As software becomes more and more complex, threading is involved, complex scenarios are introduced, multiple actors involved and more and more data is streaming in. The old patterns of debugging through a problem become less and less relevant. To put it simply, it is less and less possible to easily reconstruct a problem in most scenarios, at least, it is very hard to do from the information given.
Last week I started to add support for profiling RavenDB. The intent was mostly to allow us to build better integration with web applications, but during the process of investigating a very nasty bug, I figured out that I could use this profiling information to figure out what is going on. I did, and seeing the information, it was immediately obvious what was wrong.
I decided that I might was well go the whole hog there and introduced this:
No, it isn’t RavenDB Profiler (not yet), but it is a debug visualizer that you can use to look at the raw requests. It is a bit more than just a Fiddler clone, too, since it has awareness of things like RavenDB sessions, caching, aggressive caching, etc.
In the short time that this API is available, it has already help resolve at least two separate (and very hard to figure out) bugs.

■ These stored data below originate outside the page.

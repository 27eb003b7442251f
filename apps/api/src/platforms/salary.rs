//! Salary extraction for boards that want numeric bounds (Kalibrr).
//!
//! The free-text range is read as millions of rupiah: `"8-12"` → 8,000,000..12,000,000.
//! Job records elsewhere store full figures (`"10000000-15000000"`), which this
//! scaling inflates by a further million. Kept as-is pending product clarification.

use std::sync::OnceLock;

use regex::Regex;

const MILLION: f64 = 1_000_000.0;

/// With a single number the maximum is assumed 50% above the minimum.
const SINGLE_VALUE_MAX_FACTOR: f64 = 1.5;

static NUMBER: OnceLock<Regex> = OnceLock::new();

fn number_pattern() -> &'static Regex {
    NUMBER.get_or_init(|| Regex::new(r"\d+(?:\.\d+)?").expect("valid number pattern"))
}

#[derive(Debug, Clone, Copy, PartialEq)]
pub struct SalaryBounds {
    pub min: f64,
    pub max: f64,
}

/// First number → min, second → max, both ×1,000,000. No number → 0..0.
pub fn parse_salary_millions(range: &str) -> SalaryBounds {
    let mut numbers = number_pattern()
        .find_iter(range)
        .filter_map(|m| m.as_str().parse::<f64>().ok());

    let min = numbers.next().map(|n| n * MILLION).unwrap_or(0.0);
    let max = numbers
        .next()
        .map(|n| n * MILLION)
        .unwrap_or(min * SINGLE_VALUE_MAX_FACTOR);

    SalaryBounds { min, max }
}
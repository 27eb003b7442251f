//! Structured CV Analyzer: plain CV text in, typed `CandidateProfile` out.
//!
//! One schema-constrained call per CV. Stateless; no retry.

use std::sync::Arc;

use tracing::{info, warn};

use crate::cv::models::CandidateProfile;
use crate::cv::prompts::{fill_template, CV_ANALYSIS_PROMPT_TEMPLATE, CV_ANALYSIS_SYSTEM};
use crate::errors::AppError;
use crate::llm_client::prompts::JSON_ONLY_INSTRUCTION;
use crate::llm_client::{complete_as, CompletionRequest, StructuredCompletionProvider};

const CV_ANALYSIS_MAX_TOKENS: u32 = 1500;

#[derive(Clone)]
pub struct CvAnalyzer {
    llm: Arc<dyn StructuredCompletionProvider>,
}

impl CvAnalyzer {
    pub fn new(llm: Arc<dyn StructuredCompletionProvider>) -> Self {
        Self { llm }
    }

    pub async fn analyze(&self, cv_text: &str) -> Result<CandidateProfile, AppError> {
        if cv_text.trim().is_empty() {
            return Err(AppError::Validation("CV text cannot be empty".to_string()));
        }

        let request = CompletionRequest {
            system: format!("{CV_ANALYSIS_SYSTEM}\n{JSON_ONLY_INSTRUCTION}"),
            user: fill_template(CV_ANALYSIS_PROMPT_TEMPLATE, &[("cv_text", cv_text)]),
            max_tokens: CV_ANALYSIS_MAX_TOKENS,
            temperature: None,
        };

        let profile: CandidateProfile = complete_as(self.llm.as_ref(), &request)
            .await
            .map_err(|e| {
                warn!("CV analysis failed: {e}");
                AppError::from(e)
            })?;

        info!(
            "CV analyzed: {} education entries, {} positions, {} technical skills",
            profile.education.len(),
            profile.work_experience.len(),
            profile.skills.technical.len()
        );

        Ok(profile)
    }
}
use axum::{
    http::StatusCode,
    response::{IntoResponse, Response},
    Json,
};
use serde_json::json;
use thiserror::Error;

use crate::llm_client::LlmError;

/// Application-level error type.
/// Implements `IntoResponse` so Axum handlers can return `Result<T, AppError>`.
///
/// Platform posting failures are never represented here: they travel as
/// `PostResult` data so one board cannot fail a whole fan-out.
#[derive(Debug, Error)]
pub enum AppError {
    #[error("Not found: {0}")]
    NotFound(String),

    #[error("Validation error: {0}")]
    Validation(String),

    /// The generative service answered, but not with the expected JSON shape.
    #[error("Analysis parse error: {0}")]
    AnalysisParse(String),

    /// The generative service was unreachable, erroring or timed out. Callers may retry.
    #[error("Analysis service error: {0}")]
    AnalysisService(String),

    #[error("Internal server error: {0}")]
    Internal(#[from] anyhow::Error),
}

impl From<LlmError> for AppError {
    fn from(err: LlmError) -> Self {
        match err {
            LlmError::Parse(_) | LlmError::Shape(_) | LlmError::EmptyContent => {
                AppError::AnalysisParse(err.to_string())
            }
            LlmError::Http(_) | LlmError::Timeout | LlmError::Api { .. } => {
                AppError::AnalysisService(err.to_string())
            }
        }
    }
}

impl IntoResponse for AppError {
    fn into_response(self) -> Response {
        let (status, code, message) = match &self {
            AppError::NotFound(msg) => (StatusCode::NOT_FOUND, "NOT_FOUND", msg.clone()),
            AppError::Validation(msg) => (StatusCode::BAD_REQUEST, "VALIDATION_ERROR", msg.clone()),
            AppError::AnalysisParse(msg) => {
                tracing::error!("Analysis parse error: {msg}");
                (
                    StatusCode::BAD_GATEWAY,
                    "ANALYSIS_PARSE_ERROR",
                    "The AI analysis returned an unexpected result".to_string(),
                )
            }
            AppError::AnalysisService(msg) => {
                tracing::error!("Analysis service error: {msg}");
                (
                    StatusCode::SERVICE_UNAVAILABLE,
                    "ANALYSIS_SERVICE_ERROR",
                    "The AI analysis service is unavailable, please retry".to_string(),
                )
            }
            AppError::Internal(e) => {
                tracing::error!("Internal error: {e:?}");
                (
                    StatusCode::INTERNAL_SERVER_ERROR,
                    "INTERNAL_ERROR",
                    "An internal server error occurred".to_string(),
                )
            }
        };

        let body = Json(json!({
            "error": {
                "code": code,
                "message": message
            }
        }));

        (status, body).into_response()
    }
}
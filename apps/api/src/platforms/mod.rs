// Job board integrations: per-platform mapping tables, one generic adapter,
// the credential-gated registry and the multi-platform fan-out.

pub mod adapter;
pub mod credentials;
pub mod fanout;
pub mod handlers;
pub mod mapping;
pub mod models;
pub mod registry;
pub mod salary;
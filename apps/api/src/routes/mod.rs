pub mod health;

use axum::{
    routing::{get, post},
    Router,
};

use crate::cv::handlers as cv;
use crate::platforms::handlers as platforms;
use crate::state::AppState;

pub fn build_router(state: AppState) -> Router {
    Router::new()
        .route("/health", get(health::health_handler))
        // CV intelligence
        .route("/api/v1/cv/analyze", post(cv::handle_analyze))
        .route("/api/v1/cv/score", post(cv::handle_score))
        .route("/api/v1/cv/screen", post(cv::handle_screen))
        .route(
            "/api/v1/cv/interview-questions",
            post(cv::handle_interview_questions),
        )
        // Job distribution
        .route(
            "/api/v1/jobs/post-external",
            post(platforms::handle_post_external),
        )
        .route(
            "/api/v1/platforms/status",
            get(platforms::handle_platform_status),
        )
        .route(
            "/api/v1/platforms/:platform/jobs",
            post(platforms::handle_post_to_platform),
        )
        .with_state(state)
}
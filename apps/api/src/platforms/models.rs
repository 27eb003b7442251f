use chrono::{DateTime, Utc};
use serde::{Deserialize, Serialize};

/// Error text for a requested platform that has no credentials.
pub const NOT_CONFIGURED: &str = "not configured";

/// Normalized, platform-agnostic job posting.
#[derive(Debug, Clone, PartialEq, Serialize, Deserialize)]
#[serde(rename_all = "camelCase")]
pub struct JobPosting {
    pub title: String,
    #[serde(default)]
    pub description: String,
    #[serde(default)]
    pub requirements: String,
    #[serde(default)]
    pub location: String,
    #[serde(default)]
    pub salary_range: String,
    /// Internal employment type: `full-time`, `part-time`, `contract`, `internship`.
    #[serde(rename = "type")]
    pub employment_type: String,
    #[serde(default = "default_openings")]
    pub openings: u32,
    #[serde(default, skip_serializing_if = "Option::is_none")]
    pub company_name: Option<String>,
    #[serde(default, skip_serializing_if = "Option::is_none")]
    pub company_description: Option<String>,
    #[serde(default, skip_serializing_if = "Option::is_none")]
    pub contact_email: Option<String>,
    #[serde(default, skip_serializing_if = "Option::is_none")]
    pub benefits: Option<Vec<String>>,
}

fn default_openings() -> u32 {
    1
}

/// Company details merged into postings that do not carry their own.
#[derive(Debug, Clone, PartialEq)]
pub struct CompanyProfile {
    pub name: String,
    pub description: String,
    pub contact_email: String,
    pub apply_url: String,
    pub benefits: Vec<String>,
}

impl JobPosting {
    /// Fills absent company fields. Values already on the posting win.
    pub fn with_company_defaults(mut self, company: &CompanyProfile) -> Self {
        self.company_name.get_or_insert_with(|| company.name.clone());
        self.company_description
            .get_or_insert_with(|| company.description.clone());
        self.contact_email
            .get_or_insert_with(|| company.contact_email.clone());
        if self.benefits.is_none() && !company.benefits.is_empty() {
            self.benefits = Some(company.benefits.clone());
        }
        self
    }
}

#[derive(Debug, Clone, Copy, PartialEq, Eq, Serialize, Deserialize)]
#[serde(rename_all = "lowercase")]
pub enum PostStatus {
    Success,
    Error,
}

/// Outcome of posting one job to one platform. Failures are data, not errors.
#[derive(Debug, Clone, PartialEq, Serialize, Deserialize)]
#[serde(rename_all = "camelCase")]
pub struct PostResult {
    pub external_id: String,
    pub url: String,
    pub platform: String,
    pub posted_at: DateTime<Utc>,
    pub status: PostStatus,
    #[serde(default, skip_serializing_if = "Option::is_none")]
    pub error: Option<String>,
}

impl PostResult {
    pub fn success(platform: &str, external_id: String, url: String) -> Self {
        Self {
            external_id,
            url,
            platform: platform.to_string(),
            posted_at: Utc::now(),
            status: PostStatus::Success,
            error: None,
        }
    }

    pub fn failure(platform: &str, error: impl Into<String>) -> Self {
        Self {
            external_id: String::new(),
            url: String::new(),
            platform: platform.to_string(),
            posted_at: Utc::now(),
            status: PostStatus::Error,
            error: Some(error.into()),
        }
    }

    pub fn not_configured(platform: &str) -> Self {
        Self::failure(platform, NOT_CONFIGURED)
    }

    pub fn is_success(&self) -> bool {
        self.status == PostStatus::Success
    }
}

#[cfg(test)]
mod tests {
    use super::*;
    use serde_json::json;

    fn company() -> CompanyProfile {
        CompanyProfile {
            name: "TalentFlow Company".to_string(),
            description: "Leading HR solutions provider".to_string(),
            contact_email: "hr@company.com".to_string(),
            apply_url: "https://company.com/apply".to_string(),
            benefits: vec!["Health insurance".to_string()],
        }
    }

    #[test]
    fn test_posting_deserializes_with_minimal_fields() {
        let job: JobPosting = serde_json::from_value(json!({
            "title": "Data Analyst",
            "type": "contract"
        }))
        .unwrap();
        assert_eq!(job.employment_type, "contract");
        assert_eq!(job.openings, 1);
        assert!(job.salary_range.is_empty());
        assert!(job.company_name.is_none());
    }

    #[test]
    fn test_company_defaults_fill_only_missing_fields() {
        let job: JobPosting = serde_json::from_value(json!({
            "title": "Data Analyst",
            "type": "full-time",
            "companyName": "PT Maju Jaya"
        }))
        .unwrap();

        let job = job.with_company_defaults(&company());
        assert_eq!(job.company_name.as_deref(), Some("PT Maju Jaya"));
        assert_eq!(job.contact_email.as_deref(), Some("hr@company.com"));
        assert_eq!(job.benefits, Some(vec!["Health insurance".to_string()]));
    }

    #[test]
    fn test_failure_result_serializes_error_status() {
        let result = PostResult::not_configured("ghost-platform");
        let value = serde_json::to_value(&result).unwrap();
        assert_eq!(value["status"], "error");
        assert_eq!(value["error"], "not configured");
        assert_eq!(value["externalId"], "");
        assert_eq!(value["platform"], "ghost-platform");
        assert!(!result.is_success());
    }

    #[test]
    fn test_success_result_has_no_error_field() {
        let result = PostResult::success(
            "glints",
            "42".to_string(),
            "https://glints.com/opportunities/jobs/42".to_string(),
        );
        let value = serde_json::to_value(&result).unwrap();
        assert_eq!(value["status"], "success");
        assert!(value.get("error").is_none());
    }
}
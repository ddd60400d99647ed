//! # Fibre Refresh
//!
//! Lazily computed, refreshable cached values that can be invalidated in
//! groups by key.
//!
//! ## Core Concepts
//!
//! - **CachedEntry**: holds one value computed on first access by a
//!   user-supplied loader. It registers itself with a `Registry` under a key
//!   when it is created.
//! - **Registry**: maps keys to entries. `refresh(&key)` marks every entry
//!   under `key` so that its next `get()` recomputes the value.
//! - **Stale reads**: while one thread reloads an entry, other readers get
//!   the previous value immediately instead of waiting.
//! - **Reentrant reloads**: a loader may read other entries registered under
//!   the same key; the reloading thread reloads them in place without
//!   deadlocking.
//!
//! ## Quick Start
//!
//! ```
//! use fibre_refresh::{CachedEntry, Registry};
//! use std::sync::atomic::{AtomicU32, Ordering};
//! use std::sync::Arc;
//!
//! let registry = Registry::new();
//! let generation = Arc::new(AtomicU32::new(0));
//!
//! let settings = CachedEntry::new(&registry, "settings", {
//!   let generation = generation.clone();
//!   move || format!("settings v{}", generation.fetch_add(1, Ordering::SeqCst))
//! });
//!
//! assert_eq!(*settings.get().unwrap(), "settings v0");
//! assert_eq!(*settings.get().unwrap(), "settings v0");
//!
//! // Invalidate everything registered under "settings".
//! registry.refresh(&"settings");
//! assert_eq!(*settings.get().unwrap(), "settings v1");
//! ```

pub mod builder;
pub mod error;

mod entry;
mod key;
mod registry;

pub use builder::RegistryBuilder;
pub use entry::CachedEntry;
pub use error::{BoxError, BuildError, LoadError};
pub use key::RefreshKey;
pub use registry::Registry;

I learned two things from the experience:
- Having the debug hooks is critically important, because it means that you can access that information at need.
- Just having the debug hooks is not enough, you have to provide a good way for them to be used.
In this case, it is a debugger visualizer, but we will have additional ways to expose this information to the users.
Comments
By looking at debug output you also sometimes find problems that you did not know about yet. Very handy. It is like looking at the HTTP server logs from time to time to see what unexpected URLs are being requested.
Yes you are right, a good logging and debugging hooks are the key to solve problems especially in large system. I had an experience some days ago of troubleshooting a problem in a software composed by various distributed services based on msmq. The problem is when I read a code of type XYZ from a barcode reader in point A I do not see a record of type B in datawarehouse.
We were able to understand what happened thanks to a sql server profiler, but we had hard time to find the bug, because the software does not have debug hook to make us understand where the data got lost.
Great post.
Is it just me or the profiler would be easier to read and have a greater useful area if it was done using a simple Windows interface like the image above instead of WPF?
Dmitry, Are you talking about NH Prof? I think that the WPF version is better
Yes, I am talking about the NH/EF Prof.
It is obviously a matter of taste. The WPF interface is flashier. But it always looks to me with these types of tools that you can fit more information while keeping it readable using the standard Windows interface and a font similar to what you have in the screenshot. Also, standard colors make it easier on the eyes.
Dmitry, I obviously disagree, more to the point, I think that the color is part of the application branding.
Speaking about the profiler's color scheme. It seems to be quite similar to your blog :>
Scooletz, Intentionally so.
Is the debugger available for public yet?
Thilak, It is part of the distro, yes.